So Tuesday is the day. I go into the hospital at 6:15am and surgery is to begin at 7. So far I'm at the top of the list. Barring anyone with complications (diabetic, pediatric emergency, geriatric emergency or heart patient) I'll be the first surgery Tuesday morning.
To say I'm frightened is accurate. I'm oddly at peace with this. I'm a little bit apprehensive, which I think is completely natural, but other than that I'm looking forward to the relief. I know that all surgeries have pain associated with recovery. I've had enough surgeries to know that. But I have to believe that the recovery is going to be minimal compared to what I've been through the last three weeks.
All in all, I'm looking forward to being in there and getting this done. Not to mention the peace at night to sleep unbothered by anyone calling, needing me for something etc. To think that my family is going to step up and do all my normal chores for the next 90 days is absolutely laughable. I know better than that. The doctor says no lifting, bending, squatting, slouching, reaching, pushing etc for 90 days. I'm not allowed to drive for 2 weeks. I will NOT be cooking Thanksgiving dinner nor will I clean it. I will not be taking the laundry tot he garage to do, cleaning the bathrooms, emptying all the household trashcans, getting the recycling to the curb, etc. I won't be vacuuming, waching the tub, mopping the floors, sweeping, cleaning the cat box. I will not be driving out in the middle of the night to pick up the oldest from work. I won't be hauling in the grocery bags or raking the yard. I won't be picking up little boy. I won't be playing in the snow (if we get it). I won't be helping him with his bicycle. I won't be pulling his games off the shelf or putting them away. I won't be sitting and playing his games for hours and pretending that the 9th round of Monopoly is actually fun.
I will be fretting over all the above not getting done. I will be walking. I've been told to walk walk walk. I'm looking forward to that part. Not keen on the 39 degree weather we've had for the last three days, but walking is good! I wish I could get something done with my knee that would allow me to walk pain free but that's for another time.
While I have to walk with someone for the first few weeks, after that I've been encouraged to walk as far as I can, as long as I can. I can do that! I'm looking forward to these long treks. I'm looking forward to journeying through my neighborhood to see the decorations, to pet all the dogs and cats, to enjoy listening to the laughter of the children playing in our park. I'm looking forward to meeting the school bus once again. I'm looking forward to feeling like I'm really living again instead of watching life from a distance.
I"m looking forward to enjoying the meal that my kids will cook on Thursday. I"m looking forward to all the blessings I know are in store of us. While this may be tough, I know there are many blessings to come from it. I thank God for the opportunity to go through this and come out on the other side.
In case I miss you on the other side, I wish you all a wonderful and blessed Thanksgiving.

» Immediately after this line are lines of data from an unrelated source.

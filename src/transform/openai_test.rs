use super::*;

// =============================================================================
// RESPONSE PARSING
// =============================================================================

#[test]
fn parse_extracts_first_image_url() {
    let text = r#"{"created":1700000000,"data":[{"url":"https://img.example/one.png"},{"url":"https://img.example/two.png"}]}"#;
    let url = parse_image_response(text).expect("url");
    assert_eq!(url, "https://img.example/one.png");
}

#[test]
fn parse_empty_data_is_empty_response() {
    let err = parse_image_response(r#"{"data":[]}"#).unwrap_err();
    assert!(matches!(err, TransformError::EmptyResponse));
}

#[test]
fn parse_missing_data_is_empty_response() {
    let err = parse_image_response("{}").unwrap_err();
    assert!(matches!(err, TransformError::EmptyResponse));
}

#[test]
fn parse_datum_without_url_is_skipped() {
    let text = r#"{"data":[{"b64_json":"zzzz"},{"url":"https://img.example/one.png"}]}"#;
    let url = parse_image_response(text).expect("url");
    assert_eq!(url, "https://img.example/one.png");
}

#[test]
fn parse_invalid_json_is_parse_error() {
    let err = parse_image_response("not json").unwrap_err();
    assert!(matches!(err, TransformError::ApiParse(_)));
}

// =============================================================================
// CONFIG
// =============================================================================

// Process env is shared across test threads; serialize the config tests.
static ENV_LOCK: std::sync::Mutex<()> = std::sync::Mutex::new(());

#[test]
fn config_requires_api_key() {
    let _guard = ENV_LOCK.lock().unwrap();
    unsafe { std::env::remove_var("OPENAI_API_KEY") };
    let err = TransformConfig::from_env().unwrap_err();
    assert!(matches!(err, TransformError::MissingApiKey { var } if var == "OPENAI_API_KEY"));
}

#[test]
fn config_defaults_apply() {
    let _guard = ENV_LOCK.lock().unwrap();
    unsafe {
        std::env::set_var("OPENAI_API_KEY", "sk-test");
        std::env::remove_var("TRANSFORM_BASE_URL");
        std::env::remove_var("TRANSFORM_IMAGE_SIZE");
        std::env::remove_var("TRANSFORM_REQUEST_TIMEOUT_SECS");
        std::env::remove_var("TRANSFORM_CONNECT_TIMEOUT_SECS");
    }
    let config = TransformConfig::from_env().expect("config");
    assert_eq!(config.base_url, DEFAULT_TRANSFORM_BASE_URL);
    assert_eq!(config.image_size, DEFAULT_IMAGE_SIZE);
    assert_eq!(config.request_timeout_secs, DEFAULT_REQUEST_TIMEOUT_SECS);
    assert_eq!(config.connect_timeout_secs, DEFAULT_CONNECT_TIMEOUT_SECS);
    unsafe { std::env::remove_var("OPENAI_API_KEY") };
}

#[test]
fn config_trims_trailing_slash_from_base_url() {
    let _guard = ENV_LOCK.lock().unwrap();
    unsafe {
        std::env::set_var("OPENAI_API_KEY", "sk-test");
        std::env::set_var("TRANSFORM_BASE_URL", "https://proxy.example/v1/");
    }
    let config = TransformConfig::from_env().expect("config");
    assert_eq!(config.base_url, "https://proxy.example/v1");
    unsafe {
        std::env::remove_var("OPENAI_API_KEY");
        std::env::remove_var("TRANSFORM_BASE_URL");
    }
}
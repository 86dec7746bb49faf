//! Drawing-transform route — forwards a drawing payload to the AI image
//! service and answers with the generated image URL.

use axum::extract::State;
use axum::http::StatusCode;
use axum::response::Json;
use serde::{Deserialize, Serialize};
use tracing::error;

use crate::state::AppState;
use crate::transform::TransformError;

#[derive(Deserialize)]
pub struct TransformRequest {
    #[serde(rename = "drawingData")]
    pub drawing_data: serde_json::Value,
}

#[derive(Debug, Serialize)]
pub struct TransformResponse {
    #[serde(rename = "imageUrl")]
    pub image_url: String,
}

#[derive(Debug, Serialize)]
pub struct TransformFailure {
    pub error: String,
}

/// `POST /api/transform-drawing` — run the AI transform.
pub async fn transform_drawing(
    State(state): State<AppState>,
    Json(request): Json<TransformRequest>,
) -> Result<Json<TransformResponse>, (StatusCode, Json<TransformFailure>)> {
    let Some(client) = &state.transform else {
        return Err(failure(&TransformError::NotConfigured));
    };

    match client.transform(&request.drawing_data).await {
        Ok(image_url) => Ok(Json(TransformResponse { image_url })),
        Err(e) => {
            error!(error = %e, "drawing transform failed");
            Err(failure(&e))
        }
    }
}

fn failure(err: &TransformError) -> (StatusCode, Json<TransformFailure>) {
    (
        transform_error_to_status(err),
        Json(TransformFailure { error: "Failed to transform drawing".into() }),
    )
}

pub(crate) fn transform_error_to_status(err: &TransformError) -> StatusCode {
    match err {
        TransformError::NotConfigured => StatusCode::SERVICE_UNAVAILABLE,
        TransformError::InvalidSelection(_) => StatusCode::BAD_REQUEST,
        TransformError::MissingApiKey { .. } | TransformError::HttpClientBuild(_) => {
            StatusCode::INTERNAL_SERVER_ERROR
        }
        TransformError::ApiRequest(_)
        | TransformError::ApiResponse { .. }
        | TransformError::ApiParse(_)
        | TransformError::EmptyResponse => StatusCode::BAD_GATEWAY,
    }
}

#[cfg(test)]
#[path = "transform_test.rs"]
mod tests;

Take some time to remember how blessed you are, to find the goodness in what and who is around you, to snuggle with your children on Thanksgiving day while watching the Macy's Day parade and smelling the turkey or ham cooking in the oven. And if you're having a tough time this holiday like so many of us are, I wish you many blessings, a day of love, thanks and goodness. I wish you a day of joy, a day of gratitude and a day of abundance.
Great blessings to all of you, where ever you are, whom ever you are.